In an effort to further improve outcomes without sacrificing tolerability, the combination of cabozantinib (Cabometyx) with pembrolizumab (Keytruda) is being evaluated in patients with advanced melanoma in a phase 1b/2 study (NCT03957551), according to a virtual presentation during the 2020 SITC Annual Meeting.1
“We hypothesize that combination treatment with cabozantinib and pembrolizumab will improve response rates without significant regimen-limiting toxicities,” study author Jayanshu Jain, MD, a resident in the Department of Internal Medicine at the University of Iowa Hospitals and Clinic, said in a poster presentation of the data during the virtual meeting.

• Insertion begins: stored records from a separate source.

use crate::error::{Result, SubreviewError};
use crate::keys::Action;
use crate::subtitle::{MarkerKind, PlaybackClock, SubtitleLine, TimelineMarker, Transcript};
use crate::sync;

use log::{debug, info};

pub const SKIP_SECONDS: f64 = 5.0;
const VOLUME_STEP: u8 = 10;
const DEFAULT_VOLUME: u8 = 80;

#[derive(Debug, Clone, PartialEq)]
pub struct SavedDialogue {
    pub id: String,
    pub subtitle_id: String,
    pub text: String,
    pub timestamp: String,
    pub episode: String,
    pub has_recording: bool,
}

#[derive(Debug, Clone, PartialEq)]
pub struct Note {
    pub id: String,
    pub saved_dialogue_id: String,
    pub timestamp: f64,
    pub content: String,
}

#[derive(Debug, Clone, PartialEq)]
pub struct Recording {
    pub id: String,
    pub timestamp: String,
    pub start_time: f64,
    pub end_time: f64,
    pub duration: String,
    pub dialogue: String,
    pub episode: String,
}

#[derive(Debug, Clone, Copy)]
struct ActiveRecording {
    start_time: f64,
    line_index: usize,
}

#[derive(Debug)]
pub struct Session {
    transcript: Transcript,
    episode: String,
    clock: PlaybackClock,
    current_index: usize,
    playing: bool,
    volume: u8,
    recording: Option<ActiveRecording>,
    pub subtitle_panel_open: bool,
    pub notes_drawer_open: bool,
    pub recordings_panel_open: bool,
    pub show_shortcuts: bool,
    pub fullscreen: bool,
    saved: Vec<SavedDialogue>,
    notes: Vec<Note>,
    recordings: Vec<Recording>,
    fixed_markers: Vec<TimelineMarker>,
    next_id: u64,
}

impl Session {
    /// Starts a paused session positioned at the first subtitle line.
    pub fn new(transcript: Transcript, episode: impl Into<String>) -> Self {
        let mut clock = PlaybackClock::new(transcript.duration());
        clock.set(transcript.lines()[0].start_time);
        Self {
            transcript,
            episode: episode.into(),
            clock,
            current_index: 0,
            playing: false,
            volume: DEFAULT_VOLUME,
            recording: None,
            subtitle_panel_open: true,
            notes_drawer_open: false,
            recordings_panel_open: false,
            show_shortcuts: false,
            fullscreen: false,
            saved: Vec::new(),
            notes: Vec::new(),
            recordings: Vec::new(),
            fixed_markers: Vec::new(),
            next_id: 1,
        }
    }

    pub fn with_markers(mut self, markers: Vec<TimelineMarker>) -> Self {
        self.fixed_markers = markers;
        self
    }

    pub fn transcript(&self) -> &Transcript {
        &self.transcript
    }

    pub fn episode(&self) -> &str {
        &self.episode
    }

    pub fn clock(&self) -> &PlaybackClock {
        &self.clock
    }

    pub fn current_time(&self) -> f64 {
        self.clock.current_time
    }

    pub fn current_index(&self) -> usize {
        self.current_index
    }

    pub fn current_line(&self) -> &SubtitleLine {
        &self.transcript.lines()[self.current_index]
    }

    pub fn is_playing(&self) -> bool {
        self.playing
    }

    pub fn is_recording(&self) -> bool {
        self.recording.is_some()
    }

    pub fn volume(&self) -> u8 {
        self.volume
    }

    pub fn saved(&self) -> &[SavedDialogue] {
        &self.saved
    }

    pub fn notes(&self) -> &[Note] {
        &self.notes
    }

    pub fn recordings(&self) -> &[Recording] {
        &self.recordings
    }

    /// Moves the clock to `time` and resynchronises the current line.
    ///
    /// A time before the first line keeps the previous line selected.
    pub fn seek(&mut self, time: f64) -> usize {
        let time = self.clock.set(time);
        match sync::index_for_time(self.transcript.lines(), time) {
            Ok(index) => self.current_index = index,
            Err(err) => debug!("Keeping line {} selected: {}", self.current_index, err),
        }
        self.current_index
    }

    /// Lets `seconds` of playback pass. Does nothing while paused.
    pub fn tick(&mut self, seconds: f64) {
        if !self.playing {
            return;
        }
        self.seek(self.clock.current_time + seconds);
        if self.clock.current_time >= self.clock.duration {
            info!("Reached the end of the episode");
            self.playing = false;
        }
    }

    /// Seeks to the start of a line, as clicking it in the subtitle panel does.
    pub fn jump_to_line(&mut self, index: usize) -> Result<()> {
        let start_time = match self.transcript.lines().get(index) {
            Some(line) => line.start_time,
            None => {
                return Err(SubreviewError::InvalidInput(format!(
                    "line {} is out of range for {} subtitles",
                    index,
                    self.transcript.lines().len()
                )))
            }
        };
        self.seek(start_time);
        info!("Jumped to {}", sync::format_clock(start_time)?);
        Ok(())
    }

    pub fn apply(&mut self, action: Action) -> Result<()> {
        debug!("Applying {:?}", action);
        match action {
            Action::PlayPause => {
                self.playing = !self.playing;
                info!("{}", if self.playing { "Playing" } else { "Paused" });
            }
            Action::ReplayLine => {
                info!("Replaying line...");
                self.seek(self.current_line().start_time);
            }
            Action::SaveDialogue => {
                self.save_current()?;
            }
            Action::AddNote => {
                self.add_note(String::new())?;
            }
            Action::ToggleRecording => match self.recording.take() {
                Some(active) => self.stop_recording(active)?,
                None => self.start_recording(),
            },
            Action::ToggleSubtitlePanel => self.subtitle_panel_open = !self.subtitle_panel_open,
            Action::ToggleNotesDrawer => self.notes_drawer_open = !self.notes_drawer_open,
            Action::ToggleFullscreen => self.fullscreen = !self.fullscreen,
            Action::ShowShortcuts => self.show_shortcuts = true,
            Action::Dismiss => {
                self.show_shortcuts = false;
                self.recordings_panel_open = false;
            }
            Action::SkipBack => {
                self.seek(self.clock.current_time - SKIP_SECONDS);
            }
            Action::SkipForward => {
                self.seek(self.clock.current_time + SKIP_SECONDS);
            }
            Action::VolumeUp => self.volume = self.volume.saturating_add(VOLUME_STEP).min(100),
            Action::VolumeDown => self.volume = self.volume.saturating_sub(VOLUME_STEP),
        }
        Ok(())
    }

    /// Bookmarks the current line and returns the new saved dialogue's id.
    pub fn save_current(&mut self) -> Result<String> {
        let line = self.current_line().clone();
        let dialogue = SavedDialogue {
            id: self.next_id("saved"),
            subtitle_id: line.id,
            text: line.text,
            timestamp: sync::format_clock(line.start_time)?,
            episode: self.episode.clone(),
            has_recording: false,
        };
        let id = dialogue.id.clone();
        self.saved.insert(0, dialogue);
        info!("Dialogue saved");
        Ok(id)
    }

    /// Attaches a note to the current line, bookmarking the line first when
    /// it is not saved yet. Returns the note's id.
    pub fn add_note(&mut self, content: impl Into<String>) -> Result<String> {
        let subtitle_id = self.current_line().id.clone();
        let saved_dialogue_id = match self.saved.iter().find(|s| s.subtitle_id == subtitle_id) {
            Some(saved) => saved.id.clone(),
            None => self.save_current()?,
        };
        let note = Note {
            id: self.next_id("note"),
            saved_dialogue_id,
            timestamp: self.clock.current_time,
            content: content.into(),
        };
        let id = note.id.clone();
        info!("Adding note to: \"{}\"", self.current_line().text);
        self.notes.push(note);
        Ok(id)
    }

    /// Replaces the text of an existing note.
    pub fn edit_note(&mut self, id: &str, content: impl Into<String>) -> Result<()> {
        let note = self
            .notes
            .iter_mut()
            .find(|n| n.id == id)
            .ok_or_else(|| SubreviewError::UnknownId {
                kind: "note",
                id: id.to_string(),
            })?;
        note.content = content.into();
        info!("Note updated");
        Ok(())
    }

    /// Seeks to the line a saved dialogue was bookmarked from.
    pub fn jump_to_saved(&mut self, id: &str) -> Result<()> {
        let subtitle_id = self
            .saved
            .iter()
            .find(|s| s.id == id)
            .map(|s| s.subtitle_id.clone())
            .ok_or_else(|| SubreviewError::UnknownId {
                kind: "saved dialogue",
                id: id.to_string(),
            })?;
        let index = self
            .transcript
            .lines()
            .iter()
            .position(|l| l.id == subtitle_id)
            .ok_or_else(|| SubreviewError::UnknownId {
                kind: "subtitle",
                id: subtitle_id.clone(),
            })?;
        self.jump_to_line(index)
    }

    fn start_recording(&mut self) {
        self.recording = Some(ActiveRecording {
            start_time: self.clock.current_time,
            line_index: self.current_index,
        });
        self.recordings_panel_open = true;
        info!("Recording started");
    }

    fn stop_recording(&mut self, active: ActiveRecording) -> Result<()> {
        let line = self.transcript.lines()[active.line_index].clone();
        let subtitle_id = line.id;
        let end_time = self.clock.current_time.max(active.start_time);
        let recording = Recording {
            id: self.next_id("rec"),
            timestamp: sync::format_clock(line.start_time)?,
            start_time: active.start_time,
            end_time,
            duration: sync::format_timecode(end_time - active.start_time)?,
            dialogue: line.text,
            episode: self.episode.clone(),
        };
        for saved in self.saved.iter_mut().filter(|s| s.subtitle_id == subtitle_id) {
            saved.has_recording = true;
        }
        self.recordings.insert(0, recording);
        info!("Recording saved");
        Ok(())
    }

    pub fn delete_recording(&mut self, id: &str) -> Result<Recording> {
        let pos = self
            .recordings
            .iter()
            .position(|r| r.id == id)
            .ok_or_else(|| SubreviewError::UnknownId {
                kind: "recording",
                id: id.to_string(),
            })?;
        info!("Recording deleted");
        Ok(self.recordings.remove(pos))
    }

    /// Removes a saved dialogue along with its notes.
    pub fn delete_saved(&mut self, id: &str) -> Result<SavedDialogue> {
        let pos = self
            .saved
            .iter()
            .position(|s| s.id == id)
            .ok_or_else(|| SubreviewError::UnknownId {
                kind: "saved dialogue",
                id: id.to_string(),
            })?;
        self.notes.retain(|n| n.saved_dialogue_id != id);
        info!("Saved dialogue deleted");
        Ok(self.saved.remove(pos))
    }

    /// Timeline markers: the fixed ones followed by one per note and one per
    /// recording.
    pub fn markers(&self) -> Result<Vec<TimelineMarker>> {
        let duration = self.clock.duration;
        let mut markers = self.fixed_markers.clone();
        for note in &self.notes {
            markers.push(TimelineMarker::at(note.timestamp, duration, MarkerKind::Note)?);
        }
        for recording in &self.recordings {
            markers.push(TimelineMarker::at(
                recording.start_time,
                duration,
                MarkerKind::Recording,
            )?);
        }
        Ok(markers)
    }

    fn next_id(&mut self, prefix: &str) -> String {
        let id = format!("{}-{}", prefix, self.next_id);
        self.next_id += 1;
        id
    }
}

Melanoma, when unresectable or metastatic, has an estimated 5-year survival rate of 17%. With the emergence of immunotherapy and BRAF/MEK inhibitor combinations, survival outcomes have been extended, and response rates range from 35% to 40%, Jain explained. Although the combination of nivolumab (Opdivo) and ipilimumab (Yervoy) is indicated for patients with melanoma and is known to improve survival outcomes, 55% to 60% of patients will experience grade 3/4 adverse effects.2,3
In September 2014, the FDA approved pembrolizumab as a treatment for patients with advanced or unresectable melanoma following progression on prior therapies, making it the first PD-1 inhibitor to obtain approval in the United States. Cabozantinib is a c-MET/VEGFR2/AXL TKI that is approved for use in solid malignancies such as renal cell carcinoma, hepatocellular carcinoma, and medullary thyroid cancer. c-MET activation promotes PD-L1 expression, noted Jain.
Investigators hypothesized that, since the combination of cabozantinib and the PD-1 inhibitor nivolumab has been shown to improve overall survival (OS) and objective response rates (ORRs) in RCC, the regimen could be worth exploring in melanoma; this could also serve as a safer approach for patients, according to Jain.
In the phase 1b portion of the trial, which had a 3+3 design, cabozantinib was administered at a starting dose of 40 mg; this could be reduced to 20 mg or escalated to 60 mg, depending on toxicities. In this study component, investigators will determine the recommended phase 2 dose of cabozantinib, with secondary end points being safety and preliminary activity.
In the open-label, non-randomized, phase 2 portion of the trial, 14 patients will be accrued. If more than 5 responses are observed, the study will accrue to an additional 30 patients, totaling 44 patients. Jain explained that 44 patients are needed to ensure 80% of power at an alpha of .05. If 5 or fewer responses are reported, the study will be terminated.
In this portion of the trial, investigators will evaluate the primary efficacy of the established cabozantinib and pembrolizumab doses as the primary end point; secondary end points comprise time to response, disease control rate, progression-free survival, and OS. As an exploratory end point, changes in tumor biomarkers will also be studied.
“We anticipate that this combination will increase the overall response rate from 35% to 55%,” Jain explained.
To be eligible for enrollment, patients must be 18 years of age or older, have stage IIIC or stage IV melanoma, have at least 1 measurable lesion, an ECOG performance status of 0 to 2, did not receive prior treatment for advanced disease other than BRAF/MEK inhibitors. Prior adjuvant therapy was permitted if the last dose was administered prior to experiencing metastatic relapse.
Patients with ocular and mucosal melanoma, have active central nervous system metastases or carcinomatous meningitis, or had received prior cabozantinib for any indication, or prior PD-1/PD-L1/PD-L2 in advanced melanoma, could not enroll on the study.
Additionally, patients could not have had major surgery within 4 weeks of starting on study; had autoimmune disease requiring immunosuppression, active infection, HIV, hepatitis B, or hepatitis C; and anticoagulation with oral anticoagulants and platelet inhibitors, aside from acetylsalicylic acid and low-molecular-weight heparin.